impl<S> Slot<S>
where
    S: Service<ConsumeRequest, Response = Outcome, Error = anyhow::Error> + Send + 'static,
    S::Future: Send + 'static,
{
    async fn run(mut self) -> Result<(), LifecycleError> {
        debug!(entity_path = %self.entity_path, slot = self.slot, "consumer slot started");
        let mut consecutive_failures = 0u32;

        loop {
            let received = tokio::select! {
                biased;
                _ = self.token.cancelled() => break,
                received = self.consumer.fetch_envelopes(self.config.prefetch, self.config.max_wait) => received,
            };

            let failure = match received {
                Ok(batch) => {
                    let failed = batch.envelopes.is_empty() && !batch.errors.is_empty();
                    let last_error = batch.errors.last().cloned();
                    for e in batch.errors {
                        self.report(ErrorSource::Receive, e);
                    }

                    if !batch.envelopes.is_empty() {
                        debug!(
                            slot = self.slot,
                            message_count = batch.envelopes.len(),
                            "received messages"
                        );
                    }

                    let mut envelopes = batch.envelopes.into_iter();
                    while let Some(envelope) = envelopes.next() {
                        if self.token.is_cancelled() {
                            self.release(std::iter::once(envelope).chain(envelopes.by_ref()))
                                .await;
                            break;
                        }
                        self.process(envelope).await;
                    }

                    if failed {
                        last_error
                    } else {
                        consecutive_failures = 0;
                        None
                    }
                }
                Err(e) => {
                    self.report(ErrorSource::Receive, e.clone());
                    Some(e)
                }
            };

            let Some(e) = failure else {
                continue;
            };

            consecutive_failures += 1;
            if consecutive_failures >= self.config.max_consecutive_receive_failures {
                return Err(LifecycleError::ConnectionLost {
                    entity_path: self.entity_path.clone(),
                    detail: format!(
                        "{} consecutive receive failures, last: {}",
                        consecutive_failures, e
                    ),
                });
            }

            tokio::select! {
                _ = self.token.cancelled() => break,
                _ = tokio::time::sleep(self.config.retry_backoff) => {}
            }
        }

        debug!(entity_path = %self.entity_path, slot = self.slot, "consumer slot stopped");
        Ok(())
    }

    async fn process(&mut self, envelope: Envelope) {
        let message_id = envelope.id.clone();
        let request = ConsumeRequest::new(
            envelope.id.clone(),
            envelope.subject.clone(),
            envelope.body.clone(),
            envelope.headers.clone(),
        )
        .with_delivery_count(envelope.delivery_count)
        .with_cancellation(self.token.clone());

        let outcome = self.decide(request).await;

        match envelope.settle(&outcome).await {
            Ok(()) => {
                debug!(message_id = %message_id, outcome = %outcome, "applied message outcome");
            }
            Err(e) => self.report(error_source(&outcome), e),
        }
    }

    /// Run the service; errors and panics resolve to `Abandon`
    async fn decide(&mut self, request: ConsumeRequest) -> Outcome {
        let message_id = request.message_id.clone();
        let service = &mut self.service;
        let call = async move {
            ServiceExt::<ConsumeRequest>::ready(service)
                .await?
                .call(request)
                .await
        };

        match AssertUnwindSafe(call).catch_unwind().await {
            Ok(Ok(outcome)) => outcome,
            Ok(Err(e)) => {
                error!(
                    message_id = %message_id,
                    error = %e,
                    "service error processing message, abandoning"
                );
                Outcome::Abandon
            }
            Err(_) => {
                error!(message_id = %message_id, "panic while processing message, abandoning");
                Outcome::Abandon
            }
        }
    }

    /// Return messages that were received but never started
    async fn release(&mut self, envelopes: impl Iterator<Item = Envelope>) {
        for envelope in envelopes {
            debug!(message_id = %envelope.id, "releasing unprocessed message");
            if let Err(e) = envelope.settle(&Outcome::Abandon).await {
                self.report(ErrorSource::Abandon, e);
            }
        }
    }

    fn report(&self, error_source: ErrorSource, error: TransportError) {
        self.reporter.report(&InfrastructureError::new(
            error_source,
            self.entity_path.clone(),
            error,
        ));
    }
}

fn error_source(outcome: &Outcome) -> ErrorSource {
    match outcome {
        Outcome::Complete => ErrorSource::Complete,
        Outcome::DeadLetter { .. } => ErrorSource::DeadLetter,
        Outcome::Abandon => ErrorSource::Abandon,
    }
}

▬▬▬▬▬▬

Work request
Copy out the whole listing exactly; please set it all down.

Response box
impl<S> Slot<S>
where
    S: Service<ConsumeRequest, Response = Outcome, Error = anyhow::Error> + Send + 'static,
    S::Future: Send + 'static,
{
    async fn run(mut self) -> Result<(), LifecycleError> {
        debug!(entity_path = %self.entity_path, slot = self.slot, "consumer slot started");
        let mut consecutive_failures = 0u32;

        loop {
            let received = tokio::select! {
                biased;
                _ = self.token.cancelled() => break,
                received = self.consumer.fetch_envelopes(self.config.prefetch, self.config.max_wait) => received,
            };

            let failure = match received {
                Ok(batch) => {
                    let failed = batch.envelopes.is_empty() && !batch.errors.is_empty();
                    let last_error = batch.errors.last().cloned();
                    for e in batch.errors {
                        self.report(ErrorSource::Receive, e);
                    }

                    if !batch.envelopes.is_empty() {
                        debug!(
                            slot = self.slot,
                            message_count = batch.envelopes.len(),
                            "received messages"
                        );
                    }

                    let mut envelopes = batch.envelopes.into_iter();
                    while let Some(envelope) = envelopes.next() {
                        if self.token.is_cancelled() {
                            self.release(std::iter::once(envelope).chain(envelopes.by_ref()))
                                .await;
                            break;
                        }
                        self.process(envelope).await;
                    }

                    if failed {
                        last_error
                    } else {
                        consecutive_failures = 0;
                        None
                    }
                }
                Err(e) => {
                    self.report(ErrorSource::Receive, e.clone());
                    Some(e)
                }
            };

            let Some(e) = failure else {
                continue;
            };

            consecutive_failures += 1;
            if consecutive_failures >= self.config.max_consecutive_receive_failures {
                return Err(LifecycleError::ConnectionLost {
                    entity_path: self.entity_path.clone(),
                    detail: format!(
                        "{} consecutive receive failures, last: {}",
                        consecutive_failures, e
                    ),
                });
            }

            tokio::select! {
                _ = self.token.cancelled() => break,
                _ = tokio::time::sleep(self.config.retry_backoff) => {}
            }
        }

        debug!(entity_path = %self.entity_path, slot = self.slot, "consumer slot stopped");
        Ok(())
    }

    async fn process(&mut self, envelope: Envelope) {
        let message_id = envelope.id.clone();
        let request = ConsumeRequest::new(
            envelope.id.clone(),
            envelope.subject.clone(),
            envelope.body.clone(),
            envelope.headers.clone(),
        )
        .with_delivery_count(envelope.delivery_count)
        .with_cancellation(self.token.clone());

        let outcome = self.decide(request).await;

        match envelope.settle(&outcome).await {
            Ok(()) => {
                debug!(message_id = %message_id, outcome = %outcome, "applied message outcome");
            }
            Err(e) => self.report(error_source(&outcome), e),
        }
    }

    /// Run the service; errors and panics resolve to `Abandon`
    async fn decide(&mut self, request: ConsumeRequest) -> Outcome {
        let message_id = request.message_id.clone();
        let service = &mut self.service;
        let call = async move {
            ServiceExt::<ConsumeRequest>::ready(service)
                .await?
                .call(request)
                .await
        };

        match AssertUnwindSafe(call).catch_unwind().await {
            Ok(Ok(outcome)) => outcome,
            Ok(Err(e)) => {
                error!(
                    message_id = %message_id,
                    error = %e,
                    "service error processing message, abandoning"
                );
                Outcome::Abandon
            }
            Err(_) => {
                error!(message_id = %message_id, "panic while processing message, abandoning");
                Outcome::Abandon
            }
        }
    }

    /// Return messages that were received but never started
    async fn release(&mut self, envelopes: impl Iterator<Item = Envelope>) {
        for envelope in envelopes {
            debug!(message_id = %envelope.id, "releasing unprocessed message");
            if let Err(e) = envelope.settle(&Outcome::Abandon).await {
                self.report(ErrorSource::Abandon, e);
            }
        }
    }

    fn report(&self, error_source: ErrorSource, error: TransportError) {
        self.reporter.report(&InfrastructureError::new(
            error_source,
            self.entity_path.clone(),
            error,
        ));
    }
}

fn error_source(outcome: &Outcome) -> ErrorSource {
    match outcome {
        Outcome::Complete => ErrorSource::Complete,
        Outcome::DeadLetter { .. } => ErrorSource::DeadLetter,
        Outcome::Abandon => ErrorSource::Abandon,
    }
}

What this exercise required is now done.